## Part 2: Training your own ML Model

### Prepare the environment

We'll continue using the `movie_reviews` corpus to train our model. The `stopwords` corpus contains a [set of standard stopwords](https://gist.github.com/sebleier/554280) we'll want to remove from the input and `punkt` is used for toneization in the [.words()](https://www.nltk.org/api/nltk.corpus.html#corpus-reader-functions) method of the corpus reader.

Finally, `string.punctuation` is a string containing the most common punctuation symbols you can find in a text.

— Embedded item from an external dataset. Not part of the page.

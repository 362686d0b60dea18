mod memory;
mod traits;

pub use memory::{DEFAULT_MAX_RESULTS, MemoryDictionary, fold_query};
pub use traits::{Article, ArticleSource, DictionaryFilter};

It can be useful if you want to do some processing that only affects them (like removing them)

In [80]:
from nltk import download

download('movie_reviews')
download('stopwords')
download('punkt')

from nltk.corpus import stopwords
stopwords_eng = stopwords.words("english")

from string import punctuation

[nltk_data] Downloading package movie_reviews to
[nltk_data]     /Users/ozge/nltk_data...
[nltk_data]   Package movie_reviews is already up-to-date!
[nltk_data] Downloading package stopwords to /Users/ozge/nltk_data...
[nltk_data]   Package stopwords is already up-to-date!
[nltk_data] Downloading package punkt to /Users/ozge/nltk_data...
[nltk_data]   Package punkt is already up-to-date!


### Define feature extractor and bag-of-words converter

Given a list of (already tokenized) words, we need a function to extract just the ones we care about: those not found in the list of English stopwords or standard punctuation.

We also need a way to easily turn a list of words into a [bag-of-words](https://en.wikipedia.org/wiki/Bag-of-words_model), pairing each word with the count of its occurrences.

In [81]:
def extract_features(words):
    return [w for w in words if w not in stopwords_eng and w not in punctuation]

def bag_of_words(words):
    bag = {}
    for w in words:
        bag[w] = bag.get(w,0)+1
    return bag

### Text processing utils

The following functions encapsulate some operations that we will repeat on multiple implementations. Extracting them to independent functions allows us to reduce unnecessary duplication and increase code readability

In [82]:
import re

def is_useful_word(word):
    return (word not in stopwords_eng) and (word not in punctuation)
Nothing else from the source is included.